Gross profit was $62.5 million in the three months ended June 30, 2012, a $7.4 million increase from $55.1 million in the prior-year quarter. In the second quarter 2012, gross margin improved to 31.4% from 26.7% in the prior-year quarter. The higher gross profit was primarily due to a favorable product sales mix and $3.2 million in royalty income. During the second quarter 2012, SWM incurred $5.3 million in restructuring and impairment expenses.
Cash provided by operations was $23.9 million in the second quarter 2012, compared to a $12.4 million in the prior-year quarter. The higher cash generation during 2012 was largely due to higher net income excluding non-cash impairment charges driven by sales of higher-value products and improved manufacturing efficiencies.
Year-to-Date Highlights
Compared to the prior year-to-date period, net sales increased $14.0 million due to favorable impacts of higher average selling prices resulting from an improved mix of products sold. Gross profit was $126.9 million in the six months ended June 30, 2012, an increase of $24.6 million from the prior-year period. The gross profit margin of 31.7% increased from 26.4% in the prior-year period. The higher gross profit was primarily due to increased sales of LIP products and $7.1 million in royalty revenue in 2012. Restructuring and impairment expenses were $24.0 million and $1.7 million for the six months ended June 30, 2012 and 2011, respectively. Operating profit was $59.9 million for the six months ended June 30, 2012 versus $58.0 million in the prior-year period.
Recent Developments
On August 1, 2012, the Company announced a two-for-one stock split to be distributed August 21, 2012 to shareholders of record August 13, 2012. The Company also announced its dividend will be $0.15 per share to shareholders of record August 30, 2012 to be payable September 28, 2012. The newly distributed shares from the stock split will receive the quarterly dividend payable on September 28, 2012, effectively doubling SWM's quarterly dividend payout on pre-split share holding positions.

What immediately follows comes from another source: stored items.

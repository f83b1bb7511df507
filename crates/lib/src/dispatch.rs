//! Outbound HTTP dispatch: one prepared POST, one awaited response.
//!
//! [`HttpDispatcher`] hands the round-trip to a spawned task and waits on a oneshot
//! channel for its single result, so the caller never has more than one call in flight.

use crate::error::BridgeError;
use async_trait::async_trait;
use tokio::sync::oneshot;

/// A fully built POST with a JSON body.
#[derive(Debug, Clone, PartialEq, Eq)]
pub struct OutboundRequest {
    pub url: String,
    pub headers: Vec<(String, String)>,
    pub body: Vec<u8>,
}

impl OutboundRequest {
    /// JSON POST to `url` with `Content-Type: application/json`.
    pub fn json(url: impl Into<String>, body: Vec<u8>) -> Self {
        Self {
            url: url.into(),
            headers: vec![("Content-Type".to_string(), "application/json".to_string())],
            body,
        }
    }

    pub fn with_header(mut self, name: impl Into<String>, value: impl Into<String>) -> Self {
        self.headers.push((name.into(), value.into()));
        self
    }

    pub fn header(&self, name: &str) -> Option<&str> {
        self.headers
            .iter()
            .find(|(n, _)| n.eq_ignore_ascii_case(name))
            .map(|(_, v)| v.as_str())
    }
}

/// Status and body of a completed call.
#[derive(Debug, Clone, PartialEq, Eq)]
pub struct DispatchResponse {
    pub status: u16,
    pub body: Vec<u8>,
}

impl DispatchResponse {
    pub fn is_success(&self) -> bool {
        (200..300).contains(&self.status)
    }
}

/// Sends one request and yields its response. Transport failures are errors; HTTP status is not.
#[async_trait]
pub trait Dispatcher: Send + Sync {
    async fn dispatch(&self, request: OutboundRequest) -> Result<DispatchResponse, BridgeError>;
}

/// reqwest-backed dispatcher.
#[derive(Clone, Default)]
pub struct HttpDispatcher {
    client: reqwest::Client,
}

impl HttpDispatcher {
    pub fn new() -> Self {
        Self {
            client: reqwest::Client::new(),
        }
    }
}

async fn send(client: reqwest::Client, request: OutboundRequest) -> Result<DispatchResponse, BridgeError> {
    let mut req = client.post(&request.url);
    for (name, value) in &request.headers {
        req = req.header(name.as_str(), value.as_str());
    }
    let res = req.body(request.body).send().await?;
    let status = res.status().as_u16();
    let body = res.bytes().await?.to_vec();
    Ok(DispatchResponse { status, body })
}

#[async_trait]
impl Dispatcher for HttpDispatcher {
    async fn dispatch(&self, request: OutboundRequest) -> Result<DispatchResponse, BridgeError> {
        let (tx, rx) = oneshot::channel();
        let client = self.client.clone();
        let url = request.url.clone();
        tokio::spawn(async move {
            let result = send(client, request).await;
            if tx.send(result).is_err() {
                log::debug!("dispatch: caller went away before response from {}", url);
            }
        });
        rx.await
            .map_err(|_| BridgeError::Dispatch("dispatch task ended without a response".to_string()))?
    }
}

Administrative and Court Proceedings Relating to Papers for Lower Ignition Propensity Cigarettes
In December 2009, Miquel y Costas S.A., delfortgroup AG, and Societe Papeterie Leman SAS filed Notices of Opposition to the European Patent Office's, or EPO, grant of European Patent EP 1482815. The oppositions filed by Societe Papeterie Leman and delfortgroup contend that the claim language regarding the film-forming material to have a certain viscosity was not sufficiently described, that the claims were not patentable due to a prior art reference, a reference that was disclosed by SWM to the examiner and cited by him in granting the patent, and lack of inventive step. Societe Papeterie Leman further alleged that claim 1 is not sufficiently definite and is therefore invalid. Miquel y Costas claims that the patent lacks novelty as to the film-former gum Arabic, that claim 1 of the patent lacks sufficient disclosure and that claim 1 also lacks novelty. The Company will continue to defend the grant of this patent by taking necessary actions including responding to further submissions by the opponents. Once the EPO considers that all positions have been fully briefed, it may hold a hearing to assist it in reaching a final conclusion on the oppositions. There is no mandated timetable by which the EPO must reach a decision. The outcome of this dispute would not prevent the Company from practicing its Alginex® LIP solution. The patent remains in effect and fully enforceable while the opposition proceedings are pending. As a result of the world-wide LIP license agreement with SWM, delfortgroup has withdrawn from this proceeding. The action remains open with the other parties.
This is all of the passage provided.